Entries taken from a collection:
== Segment start ==
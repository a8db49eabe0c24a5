//! Layered error definitions
//!
//! Categorized by source: config / transport / metadata / frame / host

use thiserror::Error;

/// Unified error type
#[derive(Debug, Error)]
pub enum ContractError {
    // ===== Configuration Errors =====
    /// Configuration parse error
    #[error("config parse error: {message}")]
    ConfigParse {
        message: String,
        #[source]
        source: Option<Box<dyn std::error::Error + Send + Sync>>,
    },

    /// Configuration validation error
    #[error("config validation error at '{field}': {message}")]
    ConfigValidation { field: String, message: String },

    // ===== Transport Errors =====
    /// Endpoint unreachable or no frame within the retry budget
    #[error("transport connect error for '{address}' after {attempts} attempt(s): {message}")]
    TransportConnect {
        address: String,
        attempts: u32,
        message: String,
    },

    /// Receive fault on an established transport
    #[error("transport error on '{endpoint}': {message}")]
    Transport { endpoint: String, message: String },

    // ===== Metadata Errors =====
    /// Missing or malformed required metadata field
    #[error("metadata parse error at '{field}': {message}")]
    MetadataParse { field: String, message: String },

    // ===== Frame Errors =====
    /// Data block not divisible by the known channel count
    #[error(
        "frame shape error: {len_bytes} byte block does not split into \
         {channels} channel(s) of i16 samples"
    )]
    FrameShape { len_bytes: usize, channels: usize },

    // ===== Host Errors =====
    /// Host channel registry refused an operation
    #[error("channel registry error for '{key}': {message}")]
    Registry { key: String, message: String },

    // ===== General Errors =====
    /// IO error
    #[error("io error: {0}")]
    Io(#[from] std::io::Error),

    /// Other error
    #[error("{0}")]
    Other(String),
}

impl ContractError {
    /// Create configuration parse error
    pub fn config_parse(message: impl Into<String>) -> Self {
        Self::ConfigParse {
            message: message.into(),
            source: None,
        }
    }

    /// Create configuration validation error
    pub fn config_validation(field: impl Into<String>, message: impl Into<String>) -> Self {
        Self::ConfigValidation {
            field: field.into(),
            message: message.into(),
        }
    }

    /// Create transport connect error
    pub fn transport_connect(
        address: impl Into<String>,
        attempts: u32,
        message: impl Into<String>,
    ) -> Self {
        Self::TransportConnect {
            address: address.into(),
            attempts,
            message: message.into(),
        }
    }

    /// Create transport receive error
    pub fn transport(endpoint: impl Into<String>, message: impl Into<String>) -> Self {
        Self::Transport {
            endpoint: endpoint.into(),
            message: message.into(),
        }
    }

    /// Create metadata parse error
    pub fn metadata_parse(field: impl Into<String>, message: impl Into<String>) -> Self {
        Self::MetadataParse {
            field: field.into(),
            message: message.into(),
        }
    }

    /// Create channel registry error
    pub fn registry(key: impl Into<String>, message: impl Into<String>) -> Self {
        Self::Registry {
            key: key.into(),
            message: message.into(),
        }
    }

    /// Whether the error aborts an update cycle
    pub fn is_fatal(&self) -> bool {
        !matches!(self, Self::FrameShape { .. } | Self::Transport { .. })
    }
}

#[cfg(test)]
mod tests {
    use super::*;

    #[test]
    fn test_metadata_parse_names_field() {
        let err = ContractError::metadata_parse("daq_info.board.samplerate", "missing field");
        assert!(err.to_string().contains("daq_info.board.samplerate"));
        assert!(err.is_fatal());
    }

    #[test]
    fn test_frame_shape_not_fatal() {
        let err = ContractError::FrameShape {
            len_bytes: 10,
            channels: 2,
        };
        assert!(!err.is_fatal());
        assert!(err.to_string().contains("2 channel(s)"));
    }

    #[test]
    fn test_transport_connect_context() {
        let err = ContractError::transport_connect("inproc://daq", 2, "no frame received");
        let msg = err.to_string();
        assert!(msg.contains("inproc://daq"));
        assert!(msg.contains("2 attempt(s)"));
    }
}
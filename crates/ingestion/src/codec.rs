//! Data part encoding: interleaved little-endian i16

use bytes::Bytes;

/// Encode samples as a little-endian i16 block
pub fn encode_block(samples: &[i16]) -> Bytes {
    let le: Vec<i16> = samples.iter().map(|s| s.to_le()).collect();
    Bytes::copy_from_slice(bytemuck::cast_slice(&le))
}

/// Interleave per-column sample sequences into one block
///
/// All columns must have the same length; extra samples of longer columns
/// are ignored.
pub fn interleave(columns: &[Vec<i16>]) -> Vec<i16> {
    let rows = columns.iter().map(Vec::len).min().unwrap_or(0);
    let mut block = Vec::with_capacity(rows * columns.len());
    for row in 0..rows {
        block.extend(columns.iter().map(|column| column[row]));
    }
    block
}
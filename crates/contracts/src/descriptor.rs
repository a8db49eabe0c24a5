//! Metadata Parser output
//!
//! Validated, typed view of one metadata snapshot.

use serde::{Deserialize, Serialize};
use std::collections::BTreeMap;

/// Acquisition board description
#[derive(Debug, Clone, PartialEq, Serialize, Deserialize)]
pub struct BoardDescriptor {
    /// Samplerate (Hz)
    pub samplerate: f64,

    /// ADC range (lower, upper) in raw counts
    pub adc_range: [f64; 2],

    /// Differential inputs
    pub differential: bool,
}

impl BoardDescriptor {
    /// Lower ADC bound
    #[inline]
    pub fn adc_lo(&self) -> f64 {
        self.adc_range[0]
    }

    /// Upper ADC bound
    #[inline]
    pub fn adc_hi(&self) -> f64 {
        self.adc_range[1]
    }
}

/// External sensor attached to a channel
#[derive(Debug, Clone, PartialEq, Serialize, Deserialize)]
pub struct SensorDescriptor {
    pub gain: f64,
    pub offset: f64,
    /// Delay in samples
    pub delay: i64,
}

/// One acquired channel
#[derive(Debug, Clone, PartialEq, Serialize, Deserialize)]
pub struct ChannelDescriptor {
    /// Unique channel name (stable identity across frames)
    pub name: String,

    /// Pin identifier the channel is wired to
    pub pin: String,

    /// Position of this channel's samples within an interleaved block
    pub column_index: usize,

    /// Physical unit
    pub unit: String,

    pub gain: f64,
    pub offset: f64,

    /// Delay in samples
    pub delay: i64,

    /// Referenced sensor name, if any
    pub sensor_name: Option<String>,
}

/// Complete, validated metadata snapshot
///
/// Built once per update. `daq_info` keeps the raw acquisition description
/// so later frames can be compared against it.
#[derive(Debug, Clone, PartialEq, Serialize, Deserialize)]
pub struct MetadataSnapshot {
    pub board: BoardDescriptor,

    /// Channel name -> descriptor
    pub channels: BTreeMap<String, ChannelDescriptor>,

    /// Sensor name -> descriptor
    pub sensors: BTreeMap<String, SensorDescriptor>,

    /// Raw `daq_info` subtree the snapshot was parsed from
    pub daq_info: serde_json::Value,
}

impl MetadataSnapshot {
    /// Number of channels interleaved in every data block
    #[inline]
    pub fn channel_count(&self) -> usize {
        self.channels.len()
    }

    /// Sensor referenced by a channel, if any
    pub fn sensor_for(&self, channel: &ChannelDescriptor) -> Option<&SensorDescriptor> {
        channel
            .sensor_name
            .as_deref()
            .and_then(|name| self.sensors.get(name))
    }
}

/// Per-channel calibration after chaining through the optional sensor
#[derive(Debug, Clone, Copy, PartialEq, Serialize, Deserialize)]
pub struct EffectiveCalibration {
    pub gain: f32,
    pub offset: f32,
    /// Delay normalized against the channel-set baseline (>= 0)
    pub delay: i16,
}

impl EffectiveCalibration {
    /// Identity calibration
    pub const IDENTITY: Self = Self {
        gain: 1.0,
        offset: 0.0,
        delay: 0,
    };

    /// Apply calibration to one raw sample: `raw * gain - offset`
    #[inline]
    pub fn apply(&self, raw: i16) -> f32 {
        f32::from(raw) * self.gain - self.offset
    }
}

impl Default for EffectiveCalibration {
    fn default() -> Self {
        Self::IDENTITY
    }
}

#[cfg(test)]
mod tests {
    use super::*;

    #[test]
    fn test_identity_calibration() {
        let cal = EffectiveCalibration::IDENTITY;
        for raw in [i16::MIN, -1, 0, 1, 1234, i16::MAX] {
            assert_eq!(cal.apply(raw), f32::from(raw));
        }
    }

    #[test]
    fn test_multiply_then_subtract() {
        let cal = EffectiveCalibration {
            gain: 2.0,
            offset: 1.0,
            delay: 0,
        };
        // raw*gain - offset, not (raw - offset)*gain
        assert_eq!(cal.apply(10), 19.0);
        assert_ne!(cal.apply(10), 18.0);
    }
}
== Segment end ==
WHAT YOU ARE ASKED TO DO: Look over the records. Copy the lines that include the word "ChannelDescriptor".

OUTPUT FOR THIS TASK:
pub struct ChannelDescriptor {
    pub channels: BTreeMap<String, ChannelDescriptor>,
    pub fn sensor_for(&self, channel: &ChannelDescriptor) -> Option<&SensorDescriptor> {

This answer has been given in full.